### DESCRIPTION OF THE TASK
Nothing but the exact lines from the one containing "filename src/observability/mod.rs" through the last line of the records below belongs in your answer.

————

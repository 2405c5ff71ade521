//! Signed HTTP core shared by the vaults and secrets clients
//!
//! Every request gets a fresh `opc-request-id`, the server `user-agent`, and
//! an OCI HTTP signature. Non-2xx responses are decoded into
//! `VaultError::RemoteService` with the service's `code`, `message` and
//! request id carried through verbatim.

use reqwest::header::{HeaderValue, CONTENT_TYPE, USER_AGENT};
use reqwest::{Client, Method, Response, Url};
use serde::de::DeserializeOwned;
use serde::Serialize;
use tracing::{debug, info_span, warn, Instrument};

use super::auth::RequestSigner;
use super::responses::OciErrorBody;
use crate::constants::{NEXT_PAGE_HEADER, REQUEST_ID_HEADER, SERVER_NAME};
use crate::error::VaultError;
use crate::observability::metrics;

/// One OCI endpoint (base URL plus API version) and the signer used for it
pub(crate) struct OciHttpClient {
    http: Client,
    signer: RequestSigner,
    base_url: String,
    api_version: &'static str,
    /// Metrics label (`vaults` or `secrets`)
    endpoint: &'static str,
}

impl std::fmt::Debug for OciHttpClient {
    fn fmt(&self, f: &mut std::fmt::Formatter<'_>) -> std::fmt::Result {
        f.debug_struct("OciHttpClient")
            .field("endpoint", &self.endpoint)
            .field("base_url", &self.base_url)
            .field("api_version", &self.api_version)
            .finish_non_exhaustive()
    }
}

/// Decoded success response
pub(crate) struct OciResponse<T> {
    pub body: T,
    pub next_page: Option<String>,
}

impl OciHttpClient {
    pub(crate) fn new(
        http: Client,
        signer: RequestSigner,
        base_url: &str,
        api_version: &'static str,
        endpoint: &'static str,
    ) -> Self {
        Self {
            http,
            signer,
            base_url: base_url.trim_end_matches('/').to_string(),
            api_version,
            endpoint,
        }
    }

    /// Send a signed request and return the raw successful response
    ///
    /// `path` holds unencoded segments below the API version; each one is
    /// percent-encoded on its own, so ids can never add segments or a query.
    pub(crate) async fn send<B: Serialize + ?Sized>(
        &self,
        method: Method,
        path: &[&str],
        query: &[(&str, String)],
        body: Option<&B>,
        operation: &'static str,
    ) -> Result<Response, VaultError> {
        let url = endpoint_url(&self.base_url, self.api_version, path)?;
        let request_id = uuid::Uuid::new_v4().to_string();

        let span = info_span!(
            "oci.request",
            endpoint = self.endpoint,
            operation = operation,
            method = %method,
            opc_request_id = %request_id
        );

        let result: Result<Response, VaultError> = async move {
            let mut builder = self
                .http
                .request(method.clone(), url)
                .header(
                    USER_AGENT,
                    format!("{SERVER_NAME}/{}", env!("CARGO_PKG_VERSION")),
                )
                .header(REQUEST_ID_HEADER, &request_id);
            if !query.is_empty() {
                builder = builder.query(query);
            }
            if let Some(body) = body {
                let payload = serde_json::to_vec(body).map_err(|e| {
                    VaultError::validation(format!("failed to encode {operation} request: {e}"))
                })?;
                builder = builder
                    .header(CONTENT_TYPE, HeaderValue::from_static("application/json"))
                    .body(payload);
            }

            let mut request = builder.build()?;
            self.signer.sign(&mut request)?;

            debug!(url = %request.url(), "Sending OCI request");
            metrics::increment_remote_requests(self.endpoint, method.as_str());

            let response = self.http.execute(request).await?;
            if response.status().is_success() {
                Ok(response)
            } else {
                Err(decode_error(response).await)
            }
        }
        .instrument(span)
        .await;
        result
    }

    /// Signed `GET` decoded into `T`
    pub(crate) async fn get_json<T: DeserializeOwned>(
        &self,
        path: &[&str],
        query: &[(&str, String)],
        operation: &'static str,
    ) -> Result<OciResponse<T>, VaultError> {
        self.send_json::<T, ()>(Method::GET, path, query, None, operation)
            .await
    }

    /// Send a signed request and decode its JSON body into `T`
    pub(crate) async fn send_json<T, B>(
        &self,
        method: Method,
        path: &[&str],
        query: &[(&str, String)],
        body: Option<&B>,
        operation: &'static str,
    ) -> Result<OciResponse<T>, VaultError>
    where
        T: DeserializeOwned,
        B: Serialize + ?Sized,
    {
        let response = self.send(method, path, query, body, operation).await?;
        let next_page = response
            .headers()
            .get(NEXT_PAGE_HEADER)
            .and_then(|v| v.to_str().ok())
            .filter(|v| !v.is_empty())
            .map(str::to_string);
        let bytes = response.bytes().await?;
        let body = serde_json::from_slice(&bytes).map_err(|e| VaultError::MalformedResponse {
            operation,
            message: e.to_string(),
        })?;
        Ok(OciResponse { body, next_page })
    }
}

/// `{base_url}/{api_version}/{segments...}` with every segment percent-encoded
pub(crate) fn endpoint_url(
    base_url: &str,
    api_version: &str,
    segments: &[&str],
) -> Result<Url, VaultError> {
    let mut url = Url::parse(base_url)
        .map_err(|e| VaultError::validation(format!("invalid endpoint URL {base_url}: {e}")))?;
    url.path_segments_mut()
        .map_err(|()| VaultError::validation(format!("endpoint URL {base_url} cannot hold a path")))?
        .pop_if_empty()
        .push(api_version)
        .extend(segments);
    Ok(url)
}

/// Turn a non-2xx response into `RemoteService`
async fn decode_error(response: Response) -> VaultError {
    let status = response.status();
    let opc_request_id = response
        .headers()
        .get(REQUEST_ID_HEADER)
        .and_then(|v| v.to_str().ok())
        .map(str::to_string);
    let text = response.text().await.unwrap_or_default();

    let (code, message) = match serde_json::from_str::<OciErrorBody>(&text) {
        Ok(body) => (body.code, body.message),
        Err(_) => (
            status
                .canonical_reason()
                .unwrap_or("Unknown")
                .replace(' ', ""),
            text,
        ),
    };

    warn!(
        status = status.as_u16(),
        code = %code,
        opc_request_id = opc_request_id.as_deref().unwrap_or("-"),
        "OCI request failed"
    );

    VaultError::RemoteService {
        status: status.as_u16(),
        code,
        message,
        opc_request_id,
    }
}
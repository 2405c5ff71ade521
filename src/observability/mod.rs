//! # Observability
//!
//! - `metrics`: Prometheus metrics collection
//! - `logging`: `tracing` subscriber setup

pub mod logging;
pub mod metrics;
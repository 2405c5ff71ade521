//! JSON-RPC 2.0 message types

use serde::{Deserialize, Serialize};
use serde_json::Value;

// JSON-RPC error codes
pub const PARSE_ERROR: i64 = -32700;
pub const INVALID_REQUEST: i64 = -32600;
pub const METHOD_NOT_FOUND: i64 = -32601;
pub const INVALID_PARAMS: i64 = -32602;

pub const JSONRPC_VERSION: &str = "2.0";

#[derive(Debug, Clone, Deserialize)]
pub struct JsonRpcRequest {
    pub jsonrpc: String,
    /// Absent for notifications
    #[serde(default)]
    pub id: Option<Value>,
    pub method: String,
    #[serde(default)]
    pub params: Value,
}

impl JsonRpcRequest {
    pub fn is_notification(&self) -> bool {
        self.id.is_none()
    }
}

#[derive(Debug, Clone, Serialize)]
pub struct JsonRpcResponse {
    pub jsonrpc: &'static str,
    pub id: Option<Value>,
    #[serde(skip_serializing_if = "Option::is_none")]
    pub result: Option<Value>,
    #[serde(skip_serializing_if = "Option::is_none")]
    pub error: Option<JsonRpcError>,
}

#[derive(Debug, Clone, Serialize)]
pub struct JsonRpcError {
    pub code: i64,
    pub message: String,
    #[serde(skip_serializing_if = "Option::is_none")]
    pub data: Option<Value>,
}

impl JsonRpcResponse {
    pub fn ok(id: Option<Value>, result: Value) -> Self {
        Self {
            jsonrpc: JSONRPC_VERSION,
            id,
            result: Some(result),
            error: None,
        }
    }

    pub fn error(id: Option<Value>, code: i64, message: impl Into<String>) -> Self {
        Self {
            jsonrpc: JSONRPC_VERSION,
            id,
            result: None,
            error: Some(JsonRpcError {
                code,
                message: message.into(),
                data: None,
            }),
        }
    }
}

————

### EXERCISE SOLUTION
filename src/observability/mod.rs
//! # Observability
//!
//! - `metrics`: Prometheus metrics collection
//! - `logging`: `tracing` subscriber setup

pub mod logging;
pub mod metrics;
repository 2405c5ff71ade521
//! JSON-RPC 2.0 message types

use serde::{Deserialize, Serialize};
use serde_json::Value;

// JSON-RPC error codes
pub const PARSE_ERROR: i64 = -32700;
pub const INVALID_REQUEST: i64 = -32600;
pub const METHOD_NOT_FOUND: i64 = -32601;
pub const INVALID_PARAMS: i64 = -32602;

pub const JSONRPC_VERSION: &str = "2.0";

#[derive(Debug, Clone, Deserialize)]
pub struct JsonRpcRequest {
    pub jsonrpc: String,
    /// Absent for notifications
    #[serde(default)]
    pub id: Option<Value>,
    pub method: String,
    #[serde(default)]
    pub params: Value,
}

impl JsonRpcRequest {
    pub fn is_notification(&self) -> bool {
        self.id.is_none()
    }
}

#[derive(Debug, Clone, Serialize)]
pub struct JsonRpcResponse {
    pub jsonrpc: &'static str,
    pub id: Option<Value>,
    #[serde(skip_serializing_if = "Option::is_none")]
    pub result: Option<Value>,
    #[serde(skip_serializing_if = "Option::is_none")]
    pub error: Option<JsonRpcError>,
}

#[derive(Debug, Clone, Serialize)]
pub struct JsonRpcError {
    pub code: i64,
    pub message: String,
    #[serde(skip_serializing_if = "Option::is_none")]
    pub data: Option<Value>,
}

impl JsonRpcResponse {
    pub fn ok(id: Option<Value>, result: Value) -> Self {
        Self {
            jsonrpc: JSONRPC_VERSION,
            id,
            result: Some(result),
            error: None,
        }
    }

    pub fn error(id: Option<Value>, code: i64, message: impl Into<String>) -> Self {
        Self {
            jsonrpc: JSONRPC_VERSION,
            id,
            result: None,
            error: Some(JsonRpcError {
                code,
                message: message.into(),
                data: None,
            }),
        }
    }
}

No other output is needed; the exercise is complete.